**** Data supplied

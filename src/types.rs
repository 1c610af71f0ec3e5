//! Result and option types returned by or passed to [`crate::Client`].

use serde::Serialize;

/// Response format requested from the resource endpoint.
#[derive(Clone, Copy, Debug, Default, PartialEq, Eq)]
pub enum OutputFormat {
    /// Rows as a JSON array of objects. This is the default.
    #[default]
    Json,
    /// Rows as raw CSV text.
    Csv,
}

impl std::fmt::Display for OutputFormat {
    fn fmt(&self, f: &mut std::fmt::Formatter<'_>) -> std::fmt::Result {
        f.write_str(match self {
            OutputFormat::Json => "json",
            OutputFormat::Csv => "csv",
        })
    }
}

/// Construction options for [`crate::Client`].
#[derive(Clone, Copy, Debug, Default)]
pub struct Options {
    /// Response format for the resource endpoint. Defaults to JSON.
    pub output: OutputFormat,
    /// Also fetch the dataset's metadata document on every `get`.
    pub include_metadata: bool,
}

/// Response body, parsed according to the requested [`OutputFormat`].
#[derive(Clone, Debug, PartialEq, Serialize)]
#[serde(untagged)]
pub enum Payload {
    /// Parsed JSON rows.
    Rows(serde_json::Value),
    /// Raw CSV text, unparsed.
    Csv(String),
}

/// Normalized result of one [`crate::Client::get`] call.
#[derive(Clone, Debug, Serialize)]
pub struct FetchedResult {
    /// Row data in the requested format.
    pub data: Payload,
    /// Column names, in dataset order, from the `X-SODA2-Fields` header.
    pub fields: Vec<String>,
    /// Dataset metadata document. `Null` unless `include_metadata` was set.
    pub metadata: serde_json::Value,
}
//! Configuration file support for hboard.
//!
//! This module handles loading and validating user settings from the
//! configuration file located at `~/.config/hboard/config.toml`. Settings
//! cover keyboard behavior (haptics, minimalist mode, theme) and input
//! timing (long-press threshold, key repeat interval).
//!
//! If no config file exists, or the file cannot be read or parsed, sensible
//! defaults are used automatically; a broken config must never prevent the
//! keyboard from coming up.

pub mod enums;
pub mod types;

// Re-export commonly used types at module level
pub use enums::ThemeMode;
pub use types::{KeyboardConfig, TimingConfig};

use anyhow::{Context, Result};
use log::{debug, info, warn};
use schemars::JsonSchema;
use serde::{Deserialize, Serialize};
use std::fs;
use std::path::{Path, PathBuf};

#[cfg(test)]
mod tests;

/// Main configuration structure containing all user settings.
///
/// This is the root type deserialized from the TOML file. All fields have
/// defaults and will use those if not specified in the config file.
///
/// # Example TOML
/// ```toml
/// [keyboard]
/// haptic_feedback = true
/// minimalist_mode = false
/// theme = "follow-system"
///
/// [timing]
/// long_press_ms = 500
/// key_repeat_ms = 50
/// ```
#[derive(Debug, Serialize, Deserialize, Default, Clone, JsonSchema)]
pub struct Config {
    /// Keyboard behavior (haptics, minimalist mode, theme)
    #[serde(default)]
    pub keyboard: KeyboardConfig,

    /// Input timing (long-press threshold, repeat interval)
    #[serde(default)]
    pub timing: TimingConfig,
}

impl Config {
    /// Validates and clamps all configuration values to acceptable ranges.
    ///
    /// Out-of-range values are clamped to the nearest valid value and a
    /// warning is logged.
    ///
    /// Validated ranges:
    /// - `long_press_ms`: 100 - 2000
    /// - `key_repeat_ms`: 10 - 1000
    fn validate_and_clamp(&mut self) {
        if !(100..=2000).contains(&self.timing.long_press_ms) {
            warn!(
                "Invalid long_press_ms {}, clamping to 100-2000 range",
                self.timing.long_press_ms
            );
            self.timing.long_press_ms = self.timing.long_press_ms.clamp(100, 2000);
        }

        if !(10..=1000).contains(&self.timing.key_repeat_ms) {
            warn!(
                "Invalid key_repeat_ms {}, clamping to 10-1000 range",
                self.timing.key_repeat_ms
            );
            self.timing.key_repeat_ms = self.timing.key_repeat_ms.clamp(10, 1000);
        }
    }

    /// Returns the path to the configuration file.
    ///
    /// The config file is located at `~/.config/hboard/config.toml`.
    ///
    /// # Errors
    /// Returns an error if the config directory cannot be determined
    /// (e.g., HOME not set).
    pub fn get_config_path() -> Result<PathBuf> {
        let config_dir = dirs::config_dir()
            .context("Could not find config directory")?
            .join("hboard");

        Ok(config_dir.join("config.toml"))
    }

    /// Loads configuration from the default location, falling back to
    /// defaults on any failure.
    ///
    /// A missing file is the normal first-run case and logs at info level.
    /// Unreadable or unparseable files log a warning with the underlying
    /// error; construction never fails because of configuration.
    pub fn load() -> Self {
        let config_path = match Self::get_config_path() {
            Ok(path) => path,
            Err(err) => {
                warn!("Could not resolve config path ({err:#}), using defaults");
                return Self::default();
            }
        };

        if !config_path.exists() {
            info!("Config file not found, using defaults");
            debug!("Expected config at: {}", config_path.display());
            return Self::default();
        }

        match Self::load_from(&config_path) {
            Ok(config) => config,
            Err(err) => {
                warn!("Failed to load config ({err:#}), using defaults");
                Self::default()
            }
        }
    }

    /// Loads and validates configuration from an explicit path.
    ///
    /// # Errors
    /// Returns an error if the file cannot be read or contains invalid TOML.
    pub fn load_from(path: &Path) -> Result<Self> {
        let config_str = fs::read_to_string(path)
            .with_context(|| format!("Failed to read config from {}", path.display()))?;

        let mut config: Config = toml::from_str(&config_str)
            .with_context(|| format!("Failed to parse config from {}", path.display()))?;

        // Validate and clamp values to acceptable ranges
        config.validate_and_clamp();

        info!("Loaded config from {}", path.display());
        debug!("Config: {:?}", config);

        Ok(config)
    }

    /// Returns the JSON schema for the configuration file format.
    ///
    /// Used by the `dump-config-schema` binary so external tools can validate
    /// config files without linking against this crate.
    pub fn json_schema() -> schemars::Schema {
        schemars::schema_for!(Config)
    }
}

********

- **About this exercise**: Take each record above and return it verbatim.

- **Task response**:
filename src/types.rs
repository 1c610af71f0ec3e5
//! Result and option types returned by or passed to [`crate::Client`].

use serde::Serialize;

/// Response format requested from the resource endpoint.
#[derive(Clone, Copy, Debug, Default, PartialEq, Eq)]
pub enum OutputFormat {
    /// Rows as a JSON array of objects. This is the default.
    #[default]
    Json,
    /// Rows as raw CSV text.
    Csv,
}

impl std::fmt::Display for OutputFormat {
    fn fmt(&self, f: &mut std::fmt::Formatter<'_>) -> std::fmt::Result {
        f.write_str(match self {
            OutputFormat::Json => "json",
            OutputFormat::Csv => "csv",
        })
    }
}

/// Construction options for [`crate::Client`].
#[derive(Clone, Copy, Debug, Default)]
pub struct Options {
    /// Response format for the resource endpoint. Defaults to JSON.
    pub output: OutputFormat,
    /// Also fetch the dataset's metadata document on every `get`.
    pub include_metadata: bool,
}

/// Response body, parsed according to the requested [`OutputFormat`].
#[derive(Clone, Debug, PartialEq, Serialize)]
#[serde(untagged)]
pub enum Payload {
    /// Parsed JSON rows.
    Rows(serde_json::Value),
    /// Raw CSV text, unparsed.
    Csv(String),
}

/// Normalized result of one [`crate::Client::get`] call.
#[derive(Clone, Debug, Serialize)]
pub struct FetchedResult {
    /// Row data in the requested format.
    pub data: Payload,
    /// Column names, in dataset order, from the `X-SODA2-Fields` header.
    pub fields: Vec<String>,
    /// Dataset metadata document. `Null` unless `include_metadata` was set.
    pub metadata: serde_json::Value,
}
//! Configuration file support for hboard.
//!
//! This module handles loading and validating user settings from the
//! configuration file located at `~/.config/hboard/config.toml`. Settings
//! cover keyboard behavior (haptics, minimalist mode, theme) and input
//! timing (long-press threshold, key repeat interval).
//!
//! If no config file exists, or the file cannot be read or parsed, sensible
//! defaults are used automatically; a broken config must never prevent the
//! keyboard from coming up.

pub mod enums;
pub mod types;

// Re-export commonly used types at module level
pub use enums::ThemeMode;
pub use types::{KeyboardConfig, TimingConfig};

use anyhow::{Context, Result};
use log::{debug, info, warn};
use schemars::JsonSchema;
use serde::{Deserialize, Serialize};
use std::fs;
use std::path::{Path, PathBuf};

#[cfg(test)]
mod tests;

/// Main configuration structure containing all user settings.
///
/// This is the root type deserialized from the TOML file. All fields have
/// defaults and will use those if not specified in the config file.
///
/// # Example TOML
/// ```toml
/// [keyboard]
/// haptic_feedback = true
/// minimalist_mode = false
/// theme = "follow-system"
///
/// [timing]
/// long_press_ms = 500
/// key_repeat_ms = 50
/// ```
#[derive(Debug, Serialize, Deserialize, Default, Clone, JsonSchema)]
pub struct Config {
    /// Keyboard behavior (haptics, minimalist mode, theme)
    #[serde(default)]
    pub keyboard: KeyboardConfig,

    /// Input timing (long-press threshold, repeat interval)
    #[serde(default)]
    pub timing: TimingConfig,
}

impl Config {
    /// Validates and clamps all configuration values to acceptable ranges.
    ///
    /// Out-of-range values are clamped to the nearest valid value and a
    /// warning is logged.
    ///
    /// Validated ranges:
    /// - `long_press_ms`: 100 - 2000
    /// - `key_repeat_ms`: 10 - 1000
    fn validate_and_clamp(&mut self) {
        if !(100..=2000).contains(&self.timing.long_press_ms) {
            warn!(
                "Invalid long_press_ms {}, clamping to 100-2000 range",
                self.timing.long_press_ms
            );
            self.timing.long_press_ms = self.timing.long_press_ms.clamp(100, 2000);
        }

        if !(10..=1000).contains(&self.timing.key_repeat_ms) {
            warn!(
                "Invalid key_repeat_ms {}, clamping to 10-1000 range",
                self.timing.key_repeat_ms
            );
            self.timing.key_repeat_ms = self.timing.key_repeat_ms.clamp(10, 1000);
        }
    }

    /// Returns the path to the configuration file.
    ///
    /// The config file is located at `~/.config/hboard/config.toml`.
    ///
    /// # Errors
    /// Returns an error if the config directory cannot be determined
    /// (e.g., HOME not set).
    pub fn get_config_path() -> Result<PathBuf> {
        let config_dir = dirs::config_dir()
            .context("Could not find config directory")?
            .join("hboard");

        Ok(config_dir.join("config.toml"))
    }

    /// Loads configuration from the default location, falling back to
    /// defaults on any failure.
    ///
    /// A missing file is the normal first-run case and logs at info level.
    /// Unreadable or unparseable files log a warning with the underlying
    /// error; construction never fails because of configuration.
    pub fn load() -> Self {
        let config_path = match Self::get_config_path() {
            Ok(path) => path,
            Err(err) => {
                warn!("Could not resolve config path ({err:#}), using defaults");
                return Self::default();
            }
        };

        if !config_path.exists() {
            info!("Config file not found, using defaults");
            debug!("Expected config at: {}", config_path.display());
            return Self::default();
        }

        match Self::load_from(&config_path) {
            Ok(config) => config,
            Err(err) => {
                warn!("Failed to load config ({err:#}), using defaults");
                Self::default()
            }
        }
    }

    /// Loads and validates configuration from an explicit path.
    ///
    /// # Errors
    /// Returns an error if the file cannot be read or contains invalid TOML.
    pub fn load_from(path: &Path) -> Result<Self> {
        let config_str = fs::read_to_string(path)
            .with_context(|| format!("Failed to read config from {}", path.display()))?;

        let mut config: Config = toml::from_str(&config_str)
            .with_context(|| format!("Failed to parse config from {}", path.display()))?;

        // Validate and clamp values to acceptable ranges
        config.validate_and_clamp();

        info!("Loaded config from {}", path.display());
        debug!("Config: {:?}", config);

        Ok(config)
    }

    /// Returns the JSON schema for the configuration file format.
    ///
    /// Used by the `dump-config-schema` binary so external tools can validate
    /// config files without linking against this crate.
    pub fn json_schema() -> schemars::Schema {
        schemars::schema_for!(Config)
    }
}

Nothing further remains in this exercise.